■ Work order ■
Each line of the records below that holds "Some" should be returned.
.....
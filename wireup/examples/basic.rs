//! Basic example of the Wireup DI container.

use std::sync::Arc;
use wireup::prelude::*;

// === Define your traits and types ===

trait Logger: Send + Sync {
    fn log(&self, msg: &str);
}

struct ConsoleLogger;

impl Logger for ConsoleLogger {
    fn log(&self, msg: &str) {
        println!("[LOG] {msg}");
    }
}

struct Config {
    database_url: String,
    debug: bool,
}

struct Database {
    url: String,
    logger: Arc<dyn Logger>,
}

impl Database {
    fn query(&self, sql: &str) -> String {
        self.logger.log(&format!("Executing: {sql}"));
        format!("Results from {}", self.url)
    }
}

struct UserRepository {
    db: Arc<Database>,
}

impl UserRepository {
    fn find_user(&self, id: u64) -> String {
        self.db.query(&format!("SELECT * FROM users WHERE id = {id}"))
    }
}

struct UserService {
    repo: Arc<UserRepository>,
    logger: Arc<dyn Logger>,
}

impl UserService {
    fn get_user(&self, id: u64) -> String {
        self.logger.log(&format!("Getting user {id}"));
        self.repo.find_user(id)
    }
}

fn main() -> Result<()> {
    // Initialize tracing (logging)
    tracing_subscriber::fmt()
        .with_env_filter("wireup=debug")
        .init();

    // Build the container
    let container = Container::builder()
        // Config — singleton value (already created)
        .singleton_value(Config {
            database_url: "postgres://localhost/myapp".to_string(),
            debug: true,
        })
        // Logger — singleton behind a trait contract
        .singleton_as::<dyn Logger, ConsoleLogger>(
            |logger| logger as Arc<dyn Logger>,
            |t| {
                t.constructor(vec![], |_| Ok(ConsoleLogger));
            },
        )
        // Database — singleton (depends on Config + Logger)
        .singleton::<Database>(|t| {
            t.constructor(
                vec![
                    DependencyKey::of::<Config>(),
                    DependencyKey::of::<dyn Logger>(),
                ],
                |args| {
                    let config = args.take::<Config>()?;
                    let logger = args.take_trait::<dyn Logger>()?;
                    Ok(Database {
                        url: config.database_url.clone(),
                        logger,
                    })
                },
            );
        })
        // UserRepository — scoped (one per request)
        .scoped::<UserRepository>(|t| {
            t.constructor(vec![DependencyKey::of::<Database>()], |args| {
                Ok(UserRepository {
                    db: args.take::<Database>()?,
                })
            });
        })
        // UserService — transient (new each time)
        .transient::<UserService>(|t| {
            t.constructor(
                vec![
                    DependencyKey::of::<UserRepository>(),
                    DependencyKey::of::<dyn Logger>(),
                ],
                |args| {
                    Ok(UserService {
                        repo: args.take::<UserRepository>()?,
                        logger: args.take_trait::<dyn Logger>()?,
                    })
                },
            );
        })
        .build()?;

    println!("container built: {container:?}");

    // === Resolve from the root container ===
    let config = container.resolve::<Config>()?;
    println!(
        "config: database_url={}, debug={}",
        config.database_url, config.debug
    );

    // === Create a scope (e.g., for an HTTP request) ===
    {
        let scope = container.create_scope();

        let service = scope.resolve::<UserService>()?;
        println!("{}", service.get_user(42));

        // Resolve again in the same scope — UserRepository is reused
        let service2 = scope.resolve::<UserService>()?;
        println!("{}", service2.get_user(7));
    }
    // scope dropped — its scoped instances are disposed

    container.dispose();
    Ok(())
}
//! # Wireup — Dependency Injection Container for Rust
//!
//! An IoC container with constructor injection, named bindings, and
//! Transient / Scoped / Singleton lifetimes.
//!
//! # Quick start
//! ```
//! use wireup::prelude::*;
//! use std::sync::Arc;
//!
//! struct Config {
//!     url: String,
//! }
//!
//! struct Repo {
//!     config: Arc<Config>,
//! }
//!
//! let container = Container::builder()
//!     .singleton::<Config>(|t| {
//!         t.constructor(vec![], |_| {
//!             Ok(Config { url: "postgres://localhost".into() })
//!         });
//!     })
//!     .transient::<Repo>(|t| {
//!         t.constructor(vec![DependencyKey::of::<Config>()], |args| {
//!             Ok(Repo { config: args.take::<Config>()? })
//!         });
//!     })
//!     .build()?;
//!
//! let repo = container.resolve::<Repo>()?;
//! assert_eq!(repo.config.url, "postgres://localhost");
//! # Ok::<(), wireup::WireupError>(())
//! ```

pub use wireup_container::*;
pub use wireup_support::*;
//! The resolution engine.
//!
//! Given a contract identity, the engine looks up the dependency record,
//! serves a cached instance when the lifetime allows, and otherwise
//! selects a constructor, resolves its parameters depth-first by recursing
//! through itself, builds the instance, and commits it to the cache the
//! lifetime dictates. Construction always happens outside the cache
//! locks; only the final commit is serialized.
//!
//! Every engine shares its container's registry and container-wide cache.
//! A scope's engine additionally has a scoped cache attached — exactly
//! once, enforced here.

use std::sync::Arc;

use once_cell::sync::OnceCell;
use tracing::trace;

use crate::cache::InstanceCache;
use crate::constructor::{self, Arguments, ResolvedArguments, SharedInstance};
use crate::error::{NotRegisteredError, Result, WireupError};
use crate::key::DependencyKey;
use crate::lifetime::Lifetime;
use crate::registry::{DependencyRecord, Registry};

pub(crate) struct ResolutionEngine {
    registry: Arc<Registry>,
    /// Container-wide cache: Singleton instances, and Scoped instances
    /// resolved outside any scope.
    root: Arc<InstanceCache>,
    /// At most one scoped cache may ever be attached.
    scoped: OnceCell<Arc<InstanceCache>>,
}

impl ResolutionEngine {
    pub(crate) fn new(registry: Arc<Registry>, root: Arc<InstanceCache>) -> Self {
        Self {
            registry,
            root,
            scoped: OnceCell::new(),
        }
    }

    /// Attaches the scoped cache this engine serves Scoped lifetimes from.
    ///
    /// # Errors
    /// Returns [`WireupError::ScopeProtocol`] when a scoped cache is
    /// already attached, or when the container-wide cache itself is passed
    /// as the scoped one.
    pub(crate) fn attach_scoped_cache(&self, cache: Arc<InstanceCache>) -> Result<()> {
        if Arc::ptr_eq(&cache, &self.root) {
            return Err(WireupError::ScopeProtocol {
                reason: "the container-wide cache cannot be attached as a scoped cache",
            });
        }
        self.scoped.set(cache).map_err(|_| WireupError::ScopeProtocol {
            reason: "a scoped cache is already attached to this engine",
        })
    }

    /// Resolves a contract identity, recursively constructing every
    /// declared constructor parameter.
    pub(crate) fn resolve(&self, key: &DependencyKey) -> Result<SharedInstance> {
        self.resolve_recursive(key, None)
    }

    fn resolve_recursive(
        &self,
        key: &DependencyKey,
        required_by: Option<&DependencyKey>,
    ) -> Result<SharedInstance> {
        let record = self.lookup(key, required_by)?;

        if let Some(hit) = self.cached(&record) {
            trace!(key = %key, "cache hit");
            return self.as_contract(&record, hit);
        }

        let ctor = constructor::select(record.constructors(), record.contract())?;
        trace!(key = %key, arity = ctor.arity(), "cache miss, constructing");

        // Depth-first, parameters left to right. A failure below names
        // this record as the consumer and carries the inner cause.
        let mut values = Vec::with_capacity(ctor.arity());
        for param in &ctor.params {
            let value = self
                .resolve_recursive(param, Some(record.contract()))
                .map_err(|source| WireupError::ConstructionFailed {
                    key: record.contract().clone(),
                    source: Box::new(source),
                })?;
            values.push(value);
        }

        let mut args = ResolvedArguments::new(values);
        let instance = ctor
            .build(&mut args)
            .map_err(|source| WireupError::ConstructionFailed {
                key: record.contract().clone(),
                source: Box::new(source),
            })?;

        let committed = self.commit(&record, instance);
        self.as_contract(&record, committed)
    }

    /// Resolves with caller-supplied parameter values. Selection is by
    /// exact parameter count; no recursive sub-resolution happens.
    pub(crate) fn resolve_with(
        &self,
        key: &DependencyKey,
        args: Arguments,
    ) -> Result<SharedInstance> {
        let record = self.lookup(key, None)?;

        if let Some(hit) = self.cached(&record) {
            trace!(key = %key, "cache hit");
            return self.as_contract(&record, hit);
        }

        let ctor = constructor::select_arity(record.constructors(), args.len(), record.contract())?;
        let mut args = args.into_resolved();
        let instance = ctor
            .build(&mut args)
            .map_err(|source| WireupError::ConstructionFailed {
                key: record.contract().clone(),
                source: Box::new(source),
            })?;

        let committed = self.commit(&record, instance);
        self.as_contract(&record, committed)
    }

    /// Disposes the attached scoped cache if present, else the
    /// container-wide cache. Idempotent.
    pub(crate) fn dispose(&self) {
        match self.scoped.get() {
            Some(scoped) => scoped.dispose(),
            None => self.root.dispose(),
        }
    }

    fn lookup(
        &self,
        key: &DependencyKey,
        required_by: Option<&DependencyKey>,
    ) -> Result<Arc<DependencyRecord>> {
        self.registry.get(key).ok_or_else(|| {
            WireupError::NotRegistered(NotRegisteredError {
                requested: key.clone(),
                required_by: required_by.cloned(),
                suggestions: self.registry.suggestions(key),
            })
        })
    }

    fn cached(&self, record: &DependencyRecord) -> Option<SharedInstance> {
        match record.lifetime() {
            Lifetime::Transient => None,
            Lifetime::Singleton => self.root.try_get(record.resolving()),
            Lifetime::Scoped => match self.scoped.get() {
                // A scoped hit wins; an instance cached container-wide
                // before any scope existed still satisfies the request.
                Some(scoped) => scoped
                    .try_get(record.resolving())
                    .or_else(|| self.root.try_get(record.resolving())),
                None => self.root.try_get(record.resolving()),
            },
        }
    }

    fn commit(&self, record: &DependencyRecord, instance: SharedInstance) -> SharedInstance {
        let key = record.resolving().clone();
        match record.lifetime() {
            Lifetime::Transient => instance,
            Lifetime::Singleton => self.root.add(key, instance, record.disposer()),
            Lifetime::Scoped => match self.scoped.get() {
                Some(scoped) => scoped.add(key, instance, record.disposer()),
                None => self.root.add(key, instance, record.disposer()),
            },
        }
    }

    /// Applies the record's contract cast, if any. The cache always holds
    /// the resolving-typed instance; the contract view is produced per
    /// resolution.
    fn as_contract(
        &self,
        record: &DependencyRecord,
        instance: SharedInstance,
    ) -> Result<SharedInstance> {
        match record.cast() {
            None => Ok(instance),
            Some(cast) => cast(instance).ok_or_else(|| WireupError::TypeMismatch {
                key: record.contract().clone(),
                expected: record.resolving().type_name(),
            }),
        }
    }
}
.....
■ Result for this exercise ■
        if let Some(hit) = self.cached(&record) {
                .resolve_recursive(param, Some(record.contract()))
        if let Some(hit) = self.cached(&record) {
            Some(scoped) => scoped.dispose(),
                Some(scoped) => scoped
                Some(scoped) => scoped.add(key, instance, record.disposer()),
            Some(cast) => cast(instance).ok_or_else(|| WireupError::TypeMismatch {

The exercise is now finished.